There is an apparent contradiction of the above with some previous
posts, including your own. Let me try to fix it:

Code that deals with paths can be divided in groups as follows:

(1) Code that has access to pathname/filename data and has some level
of control over what data type comes in. This code may for instance
choose to deal with either bytes or str

(2) Code that takes the path or file name that it happens to get and
does something with it. This type of code can be divided into
subgroups as follows:

  (2a) Code that accepts only one type of paths (e.g. str, bytes or
pathlib) and fails if it gets something else.

  (2b) Code that wants to support different types of paths such as
str, bytes or pathlib objects. This includes os.path.*, os.scandir,
and various other standard library code. Presumably there is also
third-party code that does the same.

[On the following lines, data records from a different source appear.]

impl ReceiverSession {
    /// Creates a listening session.  `key` is derived from the token shown to
    /// the operator and is used for every connection attempt.
    pub fn new(
        key: DerivedKey,
        approver: Arc<dyn Approver>,
        replay: Arc<dyn ReplaySink>,
        status_tx: mpsc::UnboundedSender<SessionStatus>,
    ) -> Self {
        let flags = Arc::new(SessionFlags::new());
        flags.set_running(true);
        Self {
            key,
            approver,
            replay,
            status_tx,
            connections: HashMap::new(),
            peer: None,
            state: SessionState::Idle,
            flags,
            counters: Arc::new(EventCounter::new()),
        }
    }

    pub fn state(&self) -> SessionState {
        self.state
    }

    pub fn flags(&self) -> Arc<SessionFlags> {
        Arc::clone(&self.flags)
    }

    pub fn counters(&self) -> Arc<EventCounter> {
        Arc::clone(&self.counters)
    }

    /// Display name of the current peer, if any.
    pub fn peer_name(&self) -> Option<&str> {
        self.peer.as_ref().map(|p| p.pc_name.as_str())
    }

    /// Applies one input.  Returns `Break` once the session is closed.
    pub fn handle(&mut self, input: ServerInput) -> ControlFlow<()> {
        if self.state == SessionState::Closed {
            if let ServerInput::Opened { sink, .. } = input {
                sink.close();
            }
            return ControlFlow::Break(());
        }

        match input {
            ServerInput::Opened { id, sink } => {
                debug!("Connection {id} opened");
                self.connections.insert(id, sink);
            }
            ServerInput::Transport { id, event } => match event {
                TransportEvent::Open => {}
                TransportEvent::Message(text) => self.on_frame(id, &text),
                TransportEvent::Closed(reason) | TransportEvent::Error(reason) => {
                    self.on_connection_lost(id, reason);
                }
            },
            ServerInput::Command(command) => self.on_command(command),
        }

        if self.state == SessionState::Closed {
            ControlFlow::Break(())
        } else {
            ControlFlow::Continue(())
        }
    }

    // ── Frames ────────────────────────────────────────────────────────────────

    fn on_frame(&mut self, id: ConnectionId, text: &str) {
        let message = match decode_message(text) {
            Ok(m) => m,
            Err(e) => {
                warn!("Dropping malformed frame from {id}: {e}");
                return;
            }
        };

        if let ControlMessage::Connect { d } = &message {
            self.on_connect(id, d);
            return;
        }

        if !self.is_peer(id) {
            debug!("Ignoring {} from non-peer connection {id}", message.type_name());
            return;
        }

        match message {
            ControlMessage::Key { d } | ControlMessage::Mouse { d } => self.on_input(&d),
            ControlMessage::Pause if self.state == SessionState::Active => {
                self.set_paused(true);
                info!("Paused by sender");
                self.notify(SessionStatus::Paused(Origin::Peer));
            }
            ControlMessage::Resume if self.state == SessionState::Paused => {
                self.set_paused(false);
                info!("Resumed by sender");
                self.notify(SessionStatus::Resumed(Origin::Peer));
            }
            ControlMessage::Pause | ControlMessage::Resume => {
                debug!("Ignoring pause/resume in state {}", self.state);
            }
            ControlMessage::Disconnect => {
                info!("Sender disconnected gracefully");
                if let Some(peer) = self.release_peer() {
                    peer.sink.close();
                }
                self.notify(SessionStatus::Disconnected("Sender disconnected".to_string()));
            }
            other => warn!("Sender sent unexpected {} frame", other.type_name()),
        }
    }

    fn on_connect(&mut self, id: ConnectionId, envelope: &str) {
        if self.is_peer(id) {
            debug!("Ignoring repeated connect from the current peer {id}");
            return;
        }
        if self.peer.is_some() {
            info!("Rejecting connection {id}: a session is already active");
            self.reject_and_close(id, REJECT_BUSY);
            return;
        }

        self.state = SessionState::Connecting;
        self.notify(SessionStatus::Connecting);

        let Some(pc_name) = self.open_connect_envelope(envelope) else {
            warn!("Invalid token from connection {id}; rejecting");
            self.reject_and_close(id, REJECT_INVALID_TOKEN);
            self.state = SessionState::Idle;
            self.notify(SessionStatus::Rejected(REJECT_INVALID_TOKEN.to_string()));
            return;
        };

        self.state = SessionState::AwaitingApproval;
        self.notify(SessionStatus::Authenticating);
        info!("Connection request from {pc_name:?}");

        if !self.approver.approve(&pc_name) {
            info!("Connection from {pc_name:?} denied by operator");
            self.reject_and_close(id, REJECT_DENIED);
            self.state = SessionState::Idle;
            self.notify(SessionStatus::Rejected(REJECT_DENIED.to_string()));
            return;
        }

        let Some(sink) = self.connections.get(&id).cloned() else {
            info!("Connection {id} vanished during approval");
            self.state = SessionState::Idle;
            return;
        };

        self.state = SessionState::Active;
        self.flags.set_connected(true);
        self.flags.set_paused(false);
        self.counters.reset();
        if let Err(e) = send(sink.as_ref(), &ControlMessage::Accept) {
            debug!("Accept not delivered to {id}: {e}");
        }
        self.peer = Some(PeerHandle { id, pc_name, sink });
        info!("Connection accepted");
        self.notify(SessionStatus::Accepted);
    }

    /// Decrypts the `connect` envelope and extracts the sender's name.
    ///
    /// Any failure (wrong key, tampering, bad JSON) is reported as `None`;
    /// all of them mean "this sender does not know the token".
    fn open_connect_envelope(&self, envelope: &str) -> Option<String> {
        let plaintext = decrypt(&self.key, envelope).ok()?;
        let payload: ConnectPayload = serde_json::from_slice(&plaintext).ok()?;
        Some(payload.pc_name)
    }

    fn on_input(&mut self, envelope: &str) {
        if self.state != SessionState::Active {
            self.counters.record_dropped();
            return;
        }

        let plaintext = match decrypt(&self.key, envelope) {
            Ok(p) => p,
            Err(e) => {
                debug!("Dropping undecryptable input frame: {e}");
                self.counters.record_dropped();
                return;
            }
        };
        let Some(event) = deserialize_event(&plaintext).into_valid() else {
            debug!("Dropping invalid event record");
            self.counters.record_dropped();
            return;
        };

        self.counters.record_received();
        if let Err(e) = self.replay.replay(&event) {
            let e = SessionError::from(e);
            debug!("{e}");
            self.counters.record_replay_failure();
        }
    }

    fn on_connection_lost(&mut self, id: ConnectionId, reason: String) {
        self.connections.remove(&id);
        if !self.is_peer(id) {
            debug!("Connection {id} closed: {reason}");
            return;
        }
        info!("Sender connection lost: {reason}");
        self.release_peer();
        self.notify(SessionStatus::Disconnected(reason));
    }

    // ── Local commands ────────────────────────────────────────────────────────

    fn on_command(&mut self, command: ReceiverCommand) {
        match command {
            ReceiverCommand::Pause if self.state == SessionState::Active => {
                self.set_paused(true);
                self.send_to_peer(&ControlMessage::Pause);
                self.notify(SessionStatus::Paused(Origin::Local));
            }
            ReceiverCommand::Resume if self.state == SessionState::Paused => {
                self.set_paused(false);
                self.send_to_peer(&ControlMessage::Resume);
                self.notify(SessionStatus::Resumed(Origin::Local));
            }
            ReceiverCommand::Pause | ReceiverCommand::Resume => {
                debug!("Ignoring local pause/resume in state {}", self.state);
            }
            ReceiverCommand::Shutdown => self.shutdown(),
        }
    }

    /// Notifies the peer, closes every connection and enters `Closed`.
    fn shutdown(&mut self) {
        info!("Shutting down receiver session");
        self.state = SessionState::Closing;

        if let Some(peer) = self.peer.take() {
            if let Err(e) = send(peer.sink.as_ref(), &ControlMessage::Disconnect) {
                debug!("Best-effort disconnect not delivered: {e}");
            }
        }
        for (_, sink) in self.connections.drain() {
            sink.close();
        }

        self.flags.set_connected(false);
        self.flags.set_paused(false);
        self.flags.set_running(false);
        self.state = SessionState::Closed;
        self.notify(SessionStatus::Disconnected("Receiver shut down".to_string()));
    }

    // ── Helpers ───────────────────────────────────────────────────────────────

    fn is_peer(&self, id: ConnectionId) -> bool {
        self.peer.as_ref().is_some_and(|p| p.id == id)
    }

    fn set_paused(&mut self, paused: bool) {
        self.flags.set_paused(paused);
        self.state = if paused {
            SessionState::Paused
        } else {
            SessionState::Active
        };
    }

    /// Forgets the peer and returns to `Idle`, ready for the next `connect`.
    fn release_peer(&mut self) -> Option<PeerHandle> {
        let peer = self.peer.take();
        self.flags.set_connected(false);
        self.flags.set_paused(false);
        self.state = SessionState::Idle;
        peer
    }

    fn reject_and_close(&mut self, id: ConnectionId, reason: &str) {
        if let Some(sink) = self.connections.get(&id) {
            if let Err(e) = send(sink.as_ref(), &ControlMessage::reject(reason)) {
                debug!("Reject not delivered to {id}: {e}");
            }
            sink.close();
        }
    }

    fn send_to_peer(&self, message: &ControlMessage) {
        if let Some(peer) = &self.peer {
            if let Err(e) = send(peer.sink.as_ref(), message) {
                debug!("{} not delivered: {e}", message.type_name());
            }
        }
    }

    fn notify(&self, status: SessionStatus) {
        let _ = self.status_tx.send(status);
    }
}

These functions may want to
preserve the str-ness or bytes-ness of the paths in case they return
paths, as the stdlib now does. But new code may even want to return
pathlib objects when they get such objects as inputs. This is the
duck-typing or polymorphic code we have been talking about. Code of
this type (2b) may want to avoid implicit conversions because it makes
the life of code of the other types more difficult.

(feel free to fill in more categories of code)

So the code of type (2b) is trying to make all categories happy by
returning objects of the same type that it gets as input, while the
other categories are probably in the situation where they don't
necessarily need to make other categories of code happy.

And the question is this: Do we need to make code using both bytes
*and* scandir happy? This is largely the same question as whether we
have to support bytes in addition to str in the protocol.

(We may of course talk about third-party path libraries that have the
same problem as scandir's DirEntry. Ethan's library is not exactly in
the same category as DirEntry since its path objects *are* instances
of bytes or str and therefore do not need this protocol to begin with,
except perhaps for conversions from other high-level path types so
that different path libraries work together nicely).